Streaming has become a huge part of the online gaming experience, no doubt about it. Gamers can immediately find out about the latest and greatest in gaming by finding someone who is streaming it. You can meet awesome streamers and communities and feel like you’re a part of something. So it comes as no surprise that there were many companies who looked at this growing trend and wanted to set up a streaming service for themselves. Once the dust settled, three major services remained: Twitch, the originator and most popular of the gaming streaming sites, YouTube, whose popularity in pre-recorded videos made streaming a natural evolution, and Beam, who, despite providing an excellent service, became the Internet Explorer of the gaming world (an if that reference doesn’t hit, think Microsoft Edge).
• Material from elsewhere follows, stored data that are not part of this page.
//! End-to-end tests: a `MessageServer` and several `MessageClient`s talking
//! over the in-process memory transport.

#![cfg(feature = "memory")]

use std::collections::HashMap;
use std::sync::{Arc, Mutex};

use serde_json::{json, Value};
use windowbridge::prelude::*;
use windowbridge::TransportError;

/// Window names mapped to the channel each window was connected on.
#[derive(Default)]
struct Windows(Mutex<HashMap<String, ChannelId>>);

impl Windows {
    fn open(&self, name: &str, channel: ChannelId) {
        self.0.lock().unwrap().insert(name.into(), channel);
    }

    fn close(&self, name: &str) {
        self.0.lock().unwrap().remove(name);
    }
}

impl WindowResolver for Windows {
    type Window = String;
    type WindowId = String;
    type Channel = ChannelId;

    fn sender_by_window(&self, window: &String) -> Option<ChannelId> {
        self.0.lock().unwrap().get(window).copied()
    }

    fn window_by_sender(&self, channel: &ChannelId) -> Option<String> {
        self.0
            .lock()
            .unwrap()
            .iter()
            .find(|(_, c)| *c == channel)
            .map(|(w, _)| w.clone())
    }

    fn window_by_id(&self, id: &String) -> Option<String> {
        self.0.lock().unwrap().contains_key(id).then(|| id.clone())
    }
}

struct App {
    server: MessageServer<MemoryBackend, Windows>,
    backend: Arc<MemoryBackend>,
    clients: Vec<(MessageClient<MemoryClient>, Arc<Mutex<Vec<Value>>>)>,
}

/// Opens one window per name; every client records `"refresh"` events.
fn app(names: &[&str]) -> App {
    let backend = Arc::new(MemoryBackend::default());
    let mut server =
        MessageServer::new(WindowRegistry::new(), Windows::default(), Arc::clone(&backend));
    let mut clients = Vec::new();

    for name in names {
        let transport = Arc::new(backend.connect());
        server.resolver().open(name, transport.id());
        server.registry_mut().occupy(name.to_string());

        let client = MessageClient::new(transport);
        let seen = Arc::new(Mutex::new(Vec::new()));
        let sink = Arc::clone(&seen);
        client.on("refresh", move |data: &Value| {
            sink.lock().unwrap().push(data.clone())
        });
        clients.push((client, seen));
    }

    App {
        server,
        backend,
        clients,
    }
}

fn pump_all(app: &App) {
    for (client, _) in &app.clients {
        client.transport().pump();
    }
}

fn counts(app: &App) -> Vec<usize> {
    app.clients
        .iter()
        .map(|(_, seen)| seen.lock().unwrap().len())
        .collect()
}

#[test]
fn test_broadcast_except_reaches_all_but_sender() {
    let app = app(&["main", "prefs", "log"]);
    let prefs = app.clients[1].0.transport().id();

    let fanout = app.server.broadcast_except(&prefs, "refresh", &json!(1));
    pump_all(&app);

    assert!(fanout.is_complete());
    assert_eq!(counts(&app), vec![1, 0, 1]);
}

#[test]
fn test_client_request_server_reply() {
    let app = app(&["main", "prefs"]);
    let server = &app.server;

    // The server answers every "ping" on the channel it came from.
    let replies = Arc::new(Mutex::new(Vec::new()));
    let sink = Arc::clone(&replies);
    server.on("ping", move |event: &BackendEvent<ChannelId>| {
        sink.lock().unwrap().push(event.sender);
    });

    app.clients[1].0.send("ping", &json!({ "n": 1 })).unwrap();
    assert_eq!(app.backend.pump(), 1);

    let sender = replies.lock().unwrap()[0];
    assert_eq!(server.window_by_sender(&sender), Some("prefs".to_string()));

    server.send(&sender, "refresh", &json!("pong")).unwrap();
    pump_all(&app);
    assert_eq!(counts(&app), vec![0, 1]);
}

#[test]
fn test_closed_window_is_skipped_by_broadcast() {
    let mut app = app(&["main", "prefs"]);

    // The prefs window closes: the resolver forgets it, the slot is
    // released, and the client end goes away.
    app.server.resolver().close("prefs");
    let index = app.server.registry().position(&"prefs".to_string()).unwrap();
    app.server.registry_mut().release(index).unwrap();
    let (closed, _) = app.clients.pop().unwrap();
    drop(closed);

    let fanout = app.server.broadcast("refresh", &Value::Null);

    assert_eq!(fanout.attempted(), 1);
    assert_eq!(
        app.server.registry().get_first_available_placeholder_index(),
        Some(index)
    );
}

#[test]
fn test_send_to_stale_channel_surfaces_transport_error() {
    let mut app = app(&["main", "prefs"]);
    let stale = app.clients[1].0.transport().id();
    app.clients.pop();

    // The registry and resolver still think prefs is open.
    let fanout = app.server.broadcast("refresh", &Value::Null);

    assert_eq!(fanout.delivered, 1);
    assert_eq!(fanout.failures.len(), 1);
    assert_eq!(fanout.failures[0].0, stale);
    assert!(matches!(
        fanout.failures[0].1,
        TransportError::ChannelClosed(c) if c == stale
    ));
}

#[test]
fn test_canned_error_message_arrives_typed() {
    let app = app(&["main"]);
    let (client, _) = &app.clients[0];
    let errors = Arc::new(Mutex::new(Vec::new()));
    let sink = Arc::clone(&errors);
    client.on_canned(move |msg: windowbridge::ErrorMessage| {
        sink.lock().unwrap().push(msg.backend_error);
    });

    let error = BackendError::new("EACCES", json!({ "path": "/etc" }), "denied");
    let sent = app
        .server
        .send_backend_error_message_by_window(&"main".to_string(), &error)
        .unwrap();
    pump_all(&app);

    assert!(sent);
    assert_eq!(*errors.lock().unwrap(), vec![error]);
}
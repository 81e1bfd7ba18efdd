//! Log output for binaries embedding windowbridge.
//!
//! The library crates only emit `tracing` events. Installing a subscriber
//! is left to the final binary, which can call [`init_tracing`] or set up
//! its own.

use tracing_subscriber::EnvFilter;

/// Installs a `fmt` subscriber filtered by `RUST_LOG`, falling back to
/// `default_directive` (e.g. `"windowbridge=debug"`) when it is unset or
/// unparsable.
///
/// Returns `false` if a global subscriber was already installed.
pub fn init_tracing(default_directive: &str) -> bool {
    let filter = EnvFilter::try_from_default_env()
        .unwrap_or_else(|_| EnvFilter::new(default_directive));

    tracing_subscriber::fmt()
        .with_env_filter(filter)
        .with_target(true)
        .try_init()
        .is_ok()
}

#[cfg(test)]
mod tests {
    use super::*;

    #[test]
    fn test_init_tracing_second_call_returns_false() {
        // Tests share a process; whichever call comes first may win, but
        // the second one can never succeed.
        init_tracing("warn");
        assert!(!init_tracing("warn"));
    }
}
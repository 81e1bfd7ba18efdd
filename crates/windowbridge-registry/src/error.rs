//! Error types for the registry layer.

use crate::SlotIndex;

/// Errors that can occur while mutating a [`WindowRegistry`](crate::WindowRegistry).
///
/// Both variants are programming errors in the caller: the registry never
/// produces them on its own, and they are returned immediately rather than
/// ignored.
#[derive(Debug, Clone, PartialEq, Eq, thiserror::Error)]
pub enum RegistryError {
    /// The slot is not in the state the operation requires: releasing an
    /// already-empty slot, or reusing an occupied one.
    #[error("invalid state for {index}: {reason}")]
    InvalidState {
        index: SlotIndex,
        reason: &'static str,
    },

    /// The index was never handed out by this registry.
    #[error("{0} does not exist")]
    UnknownSlot(SlotIndex),
}
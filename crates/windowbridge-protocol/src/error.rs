//! Error types for the protocol layer.

/// Errors that can occur while encoding, decoding, or validating envelopes.
///
/// Each windowbridge crate has its own error enum, so a `ProtocolError`
/// always means "the bytes or the JSON shape were wrong", never "the
/// window went away".
#[derive(Debug, thiserror::Error)]
pub enum ProtocolError {
    /// Serialization failed (turning a Rust value into bytes or JSON).
    #[error("encode failed: {0}")]
    Encode(serde_json::Error),

    /// Deserialization failed (turning bytes or JSON into a Rust value).
    ///
    /// Typical causes: malformed JSON, a canned message missing a
    /// required field, or a field of the wrong type.
    #[error("decode failed: {0}")]
    Decode(serde_json::Error),

    /// The message decoded fine but breaks a protocol rule, e.g. an
    /// envelope with an empty name or a frame over the size limit.
    #[error("invalid message: {0}")]
    InvalidMessage(String),
}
The road has been hard for Beam because they weren’t the first and they weren’t well established like the other two services were, even though they offer much less lag time, easily searchable content, and excellent support to all their streamers. However, Beam has been working hard on a rebranding movement and unlike Heroes of the Storm 2.0, it isn’t just all talk. Renaming themselves Mixer, they have worked hard to not only introduce the same type of services available on Twitch, such as chat integration, crowd play, and a feature page known as Channel One to showcase talented streamers across the sight, but also to expand into new territory, integrating Mixer directly into Windows 10 and Xbox consoles, as well as developing an app for the service for on the go streaming (developed in house as opposed to current third-party streaming apps) and building a studio in New York at the flagship Microsoft store for the purpose of content creation.
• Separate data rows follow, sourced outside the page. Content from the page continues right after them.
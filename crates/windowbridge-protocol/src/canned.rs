//! The three canned backend → window messages.
//!
//! These are the only envelope shapes the framework itself defines. They
//! let the backend talk to the end user without every application
//! inventing its own prompt/notice/error messages:
//!
//! | Name                   | Type              | Shown as                              |
//! |------------------------|-------------------|---------------------------------------|
//! | `backendActionMessage` | [`ActionMessage`] | status-bar prompt with action buttons |
//! | `backendNoticeMessage` | [`NoticeMessage`] | popup that stays until dismissed      |
//! | `backendErrorMessage`  | [`ErrorMessage`]  | application error report              |
//!
//! Field names are camelCase on the wire (`autoHideMilliseconds`,
//! `iconClassName`, `backendError`) so browser-side code can read them
//! as plain objects.

use std::fmt;
use std::time::Duration;

use serde::{de::DeserializeOwned, Deserialize, Serialize};
use serde_json::{json, Map, Value};

use crate::types::{
    BACKEND_ACTION_MESSAGE, BACKEND_ERROR_MESSAGE, BACKEND_NOTICE_MESSAGE,
};
use crate::{Envelope, ProtocolError};

/// A message shape with a fixed, reserved envelope name.
pub trait CannedMessage: Serialize + DeserializeOwned {
    /// The reserved envelope name.
    const NAME: &'static str;

    /// Builds the envelope `data` value.
    ///
    /// This never fails: every canned shape is made of strings, numbers,
    /// booleans and already-built JSON values.
    fn to_data(&self) -> Value;

    /// Parses an inbound `data` value back into the typed message.
    fn from_data(data: Value) -> Result<Self, ProtocolError> {
        serde_json::from_value(data).map_err(ProtocolError::Decode)
    }

    /// Wraps the message in its envelope.
    fn to_envelope(&self) -> Envelope {
        Envelope::new(Self::NAME, self.to_data())
    }
}

// ---------------------------------------------------------------------------
// BackendError
// ---------------------------------------------------------------------------

/// An application-level failure to show to the end user.
///
/// This is a plain value, not a Rust error: nothing in windowbridge
/// returns it as `Err`. The backend builds one when *its* operation failed
/// and ships it to a window inside an [`ErrorMessage`].
#[derive(Debug, Clone, PartialEq, Serialize, Deserialize)]
pub struct BackendError {
    /// Application-defined error code, e.g. `"EACCES"` or `"quota"`.
    pub code: String,

    /// Structured detail for the UI (file names, limits, ...).
    #[serde(default)]
    pub data: Value,

    /// Human-readable message.
    pub message: String,
}

impl BackendError {
    /// Creates a backend error.
    pub fn new(
        code: impl Into<String>,
        data: Value,
        message: impl Into<String>,
    ) -> Self {
        Self {
            code: code.into(),
            data,
            message: message.into(),
        }
    }

    fn to_data(&self) -> Value {
        json!({
            "code": self.code,
            "data": self.data,
            "message": self.message,
        })
    }
}

impl fmt::Display for BackendError {
    fn fmt(&self, f: &mut fmt::Formatter<'_>) -> fmt::Result {
        write!(f, "[{}] {}", self.code, self.message)
    }
}

// ---------------------------------------------------------------------------
// ActionMessage
// ---------------------------------------------------------------------------

/// One button offered by an [`ActionMessage`].
///
/// When the user picks it, the window sends `id` and `data` back to the
/// backend in a message of the application's choosing.
#[derive(Debug, Clone, PartialEq, Serialize, Deserialize)]
pub struct Action {
    /// Identifies the action to the backend.
    pub id: String,

    /// Button label. The window falls back to `id` when absent.
    #[serde(default, skip_serializing_if = "Option::is_none")]
    pub title: Option<String>,

    /// Opaque payload returned with the action.
    #[serde(default)]
    pub data: Value,
}

impl Action {
    /// Creates an untitled action.
    pub fn new(id: impl Into<String>, data: Value) -> Self {
        Self {
            id: id.into(),
            title: None,
            data,
        }
    }

    /// Sets the button label.
    pub fn with_title(mut self, title: impl Into<String>) -> Self {
        self.title = Some(title.into());
        self
    }

    fn to_data(&self) -> Value {
        let mut map = Map::new();
        map.insert("id".into(), Value::String(self.id.clone()));
        if let Some(title) = &self.title {
            map.insert("title".into(), Value::String(title.clone()));
        }
        map.insert("data".into(), self.data.clone());
        Value::Object(map)
    }
}

/// A prompt asking the user to pick an action, usually shown in a status
/// bar or notification corner. The user may also ignore it.
#[derive(Debug, Clone, PartialEq, Serialize, Deserialize)]
#[serde(rename_all = "camelCase")]
pub struct ActionMessage {
    /// Text of the prompt.
    pub message: String,

    /// Offered actions, in display order. May be empty.
    #[serde(default)]
    pub actions: Vec<Action>,

    /// Hide the prompt after this many milliseconds. `0` means it stays
    /// until the user reacts; it does not mean "hide immediately".
    #[serde(default)]
    pub auto_hide_milliseconds: u64,
}

impl ActionMessage {
    /// Creates a prompt with no actions and no auto-hide.
    pub fn new(message: impl Into<String>) -> Self {
        Self {
            message: message.into(),
            actions: Vec::new(),
            auto_hide_milliseconds: 0,
        }
    }

    /// Sets the offered actions.
    pub fn with_actions(mut self, actions: Vec<Action>) -> Self {
        self.actions = actions;
        self
    }

    /// Sets the auto-hide delay in milliseconds (`0` disables it).
    pub fn with_auto_hide_milliseconds(mut self, millis: u64) -> Self {
        self.auto_hide_milliseconds = millis;
        self
    }

    /// The auto-hide delay, or `None` when auto-hide is disabled.
    ///
    /// The delay is a hint for the window's UI; windowbridge never runs a
    /// timer for it.
    pub fn auto_hide(&self) -> Option<Duration> {
        match self.auto_hide_milliseconds {
            0 => None,
            ms => Some(Duration::from_millis(ms)),
        }
    }
}

impl CannedMessage for ActionMessage {
    const NAME: &'static str = BACKEND_ACTION_MESSAGE;

    fn to_data(&self) -> Value {
        let actions: Vec<Value> =
            self.actions.iter().map(Action::to_data).collect();
        json!({
            "message": self.message,
            "actions": actions,
            "autoHideMilliseconds": self.auto_hide_milliseconds,
        })
    }
}

// ---------------------------------------------------------------------------
// NoticeMessage
// ---------------------------------------------------------------------------

/// A notice for something that isn't an application error but still needs
/// the user's attention (an operation couldn't be completed, a file is
/// read-only, ...). Windows typically show it as a popup that stays until
/// clicked.
///
/// A notice can later be withdrawn by sending the same notice again with
/// `hide: true`, e.g. once the user did what it asked for.
#[derive(Debug, Clone, PartialEq, Serialize, Deserialize)]
#[serde(rename_all = "camelCase")]
pub struct NoticeMessage {
    /// Icon style, application-defined (e.g. `"icon-warn"`).
    pub icon_class_name: String,
    /// Notice title.
    pub title: String,
    /// Longer description.
    pub description: String,
    /// `true` asks the window to hide a previously shown notice.
    #[serde(default)]
    pub hide: bool,
}

impl NoticeMessage {
    /// Creates a visible notice.
    pub fn new(
        icon_class_name: impl Into<String>,
        title: impl Into<String>,
        description: impl Into<String>,
    ) -> Self {
        Self {
            icon_class_name: icon_class_name.into(),
            title: title.into(),
            description: description.into(),
            hide: false,
        }
    }

    /// Sets the `hide` flag.
    pub fn with_hide(mut self, hide: bool) -> Self {
        self.hide = hide;
        self
    }
}

impl CannedMessage for NoticeMessage {
    const NAME: &'static str = BACKEND_NOTICE_MESSAGE;

    fn to_data(&self) -> Value {
        json!({
            "iconClassName": self.icon_class_name,
            "title": self.title,
            "description": self.description,
            "hide": self.hide,
        })
    }
}

// ---------------------------------------------------------------------------
// ErrorMessage
// ---------------------------------------------------------------------------

/// Carries a [`BackendError`] to a window.
#[derive(Debug, Clone, PartialEq, Serialize, Deserialize)]
#[serde(rename_all = "camelCase")]
pub struct ErrorMessage {
    pub backend_error: BackendError,
}

impl ErrorMessage {
    pub fn new(backend_error: BackendError) -> Self {
        Self { backend_error }
    }
}

impl CannedMessage for ErrorMessage {
    const NAME: &'static str = BACKEND_ERROR_MESSAGE;

    fn to_data(&self) -> Value {
        json!({ "backendError": self.backend_error.to_data() })
    }
}

#[cfg(test)]
mod tests {
    //! The windows parse these shapes as plain JSON objects, so the exact
    //! field names matter more than anything else here.

    use super::*;

    // =====================================================================
    // ActionMessage
    // =====================================================================

    #[test]
    fn test_action_message_defaults_to_no_actions_and_no_auto_hide() {
        let msg = ActionMessage::new("Reload?");

        assert_eq!(
            msg.to_data(),
            json!({
                "message": "Reload?",
                "actions": [],
                "autoHideMilliseconds": 0,
            })
        );
        assert_eq!(msg.auto_hide(), None);
    }

    #[test]
    fn test_action_message_with_actions_json_format() {
        let msg = ActionMessage::new("File changed on disk")
            .with_actions(vec![
                Action::new("reload", json!({ "path": "/a" }))
                    .with_title("Reload"),
                Action::new("ignore", Value::Null),
            ])
            .with_auto_hide_milliseconds(5000);

        let data = msg.to_data();

        assert_eq!(data["actions"][0]["id"], "reload");
        assert_eq!(data["actions"][0]["title"], "Reload");
        assert_eq!(data["actions"][0]["data"]["path"], "/a");
        // An untitled action omits the key instead of sending null.
        assert!(data["actions"][1].get("title").is_none());
        assert_eq!(data["autoHideMilliseconds"], 5000);
    }

    #[test]
    fn test_action_message_to_data_matches_serde_shape() {
        // `to_data` is hand-built; it must agree with the derived
        // Serialize impl so `from_data` can read it back.
        let msg = ActionMessage::new("m")
            .with_actions(vec![Action::new("a", json!(1)).with_title("A")])
            .with_auto_hide_milliseconds(10);

        assert_eq!(msg.to_data(), serde_json::to_value(&msg).unwrap());
    }

    #[test]
    fn test_action_message_auto_hide_nonzero_is_duration() {
        let msg = ActionMessage::new("m").with_auto_hide_milliseconds(1500);
        assert_eq!(msg.auto_hide(), Some(Duration::from_millis(1500)));
    }

    #[test]
    fn test_action_message_from_data_fills_defaults() {
        // Older backends omitted `actions` and `autoHideMilliseconds`.
        let msg =
            ActionMessage::from_data(json!({ "message": "hi" })).unwrap();

        assert_eq!(msg, ActionMessage::new("hi"));
    }

    #[test]
    fn test_action_message_from_data_missing_message_is_decode_error() {
        let result = ActionMessage::from_data(json!({ "actions": [] }));
        assert!(matches!(result, Err(ProtocolError::Decode(_))));
    }

    #[test]
    fn test_action_message_envelope_name() {
        let env = ActionMessage::new("m").to_envelope();
        assert_eq!(env.name, "backendActionMessage");
    }

    // =====================================================================
    // NoticeMessage
    // =====================================================================

    #[test]
    fn test_notice_message_hide_defaults_to_false() {
        let msg = NoticeMessage::new("icon-warn", "Title", "Desc");

        assert_eq!(
            msg.to_data(),
            json!({
                "iconClassName": "icon-warn",
                "title": "Title",
                "description": "Desc",
                "hide": false,
            })
        );
    }

    #[test]
    fn test_notice_message_with_hide() {
        let msg = NoticeMessage::new("i", "t", "d").with_hide(true);
        assert_eq!(msg.to_data()["hide"], true);
    }

    #[test]
    fn test_notice_message_from_data_without_hide() {
        let msg = NoticeMessage::from_data(json!({
            "iconClassName": "i",
            "title": "t",
            "description": "d",
        }))
        .unwrap();

        assert!(!msg.hide);
    }

    // =====================================================================
    // ErrorMessage / BackendError
    // =====================================================================

    #[test]
    fn test_error_message_json_format() {
        let err = BackendError::new(
            "EACCES",
            json!({ "path": "/etc/shadow" }),
            "permission denied",
        );
        let env = ErrorMessage::new(err).to_envelope();

        assert_eq!(env.name, "backendErrorMessage");
        assert_eq!(
            env.data,
            json!({
                "backendError": {
                    "code": "EACCES",
                    "data": { "path": "/etc/shadow" },
                    "message": "permission denied",
                }
            })
        );
    }

    #[test]
    fn test_error_message_from_data() {
        let msg = ErrorMessage::from_data(json!({
            "backendError": { "code": "x", "data": null, "message": "boom" }
        }))
        .unwrap();

        assert_eq!(msg.backend_error.code, "x");
        assert_eq!(msg.backend_error.message, "boom");
    }

    #[test]
    fn test_backend_error_display() {
        let err = BackendError::new("quota", Value::Null, "disk full");
        assert_eq!(err.to_string(), "[quota] disk full");
    }

    #[test]
    fn test_backend_error_equality_is_by_fields() {
        let a = BackendError::new("c", json!(1), "m");
        let b = BackendError::new("c", json!(1), "m");
        let c = BackendError::new("c", json!(2), "m");
        assert_eq!(a, b);
        assert_ne!(a, c);
    }
}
Even with all these overhauls, there is one that makes this new site uniquely Mixer, which is co-op streaming. Instead of a group of streamers playing together but on separate channels, Mixer’s new co-op streaming feature allows content creators to bring four separate streams together on one page, allowing audiences to enjoy the entire group playing together in one place. You can watch Mario Kart, League of Legends, Overwatch, and other multiplayer games from everyone’s viewpoint split screen style! This is a particularly exciting feature, not only for the possibilities of mix and match streaming, but because this is something that makes Mixer unique and different, which is exactly what the streaming site has been missing. Up to this point, while the service had a lot to offer, there was nothing to set it apart from other similar sites, but with the introduction of co-op streaming Mixer has it’s own flavor. So the big question is, is Mixer now in the mix?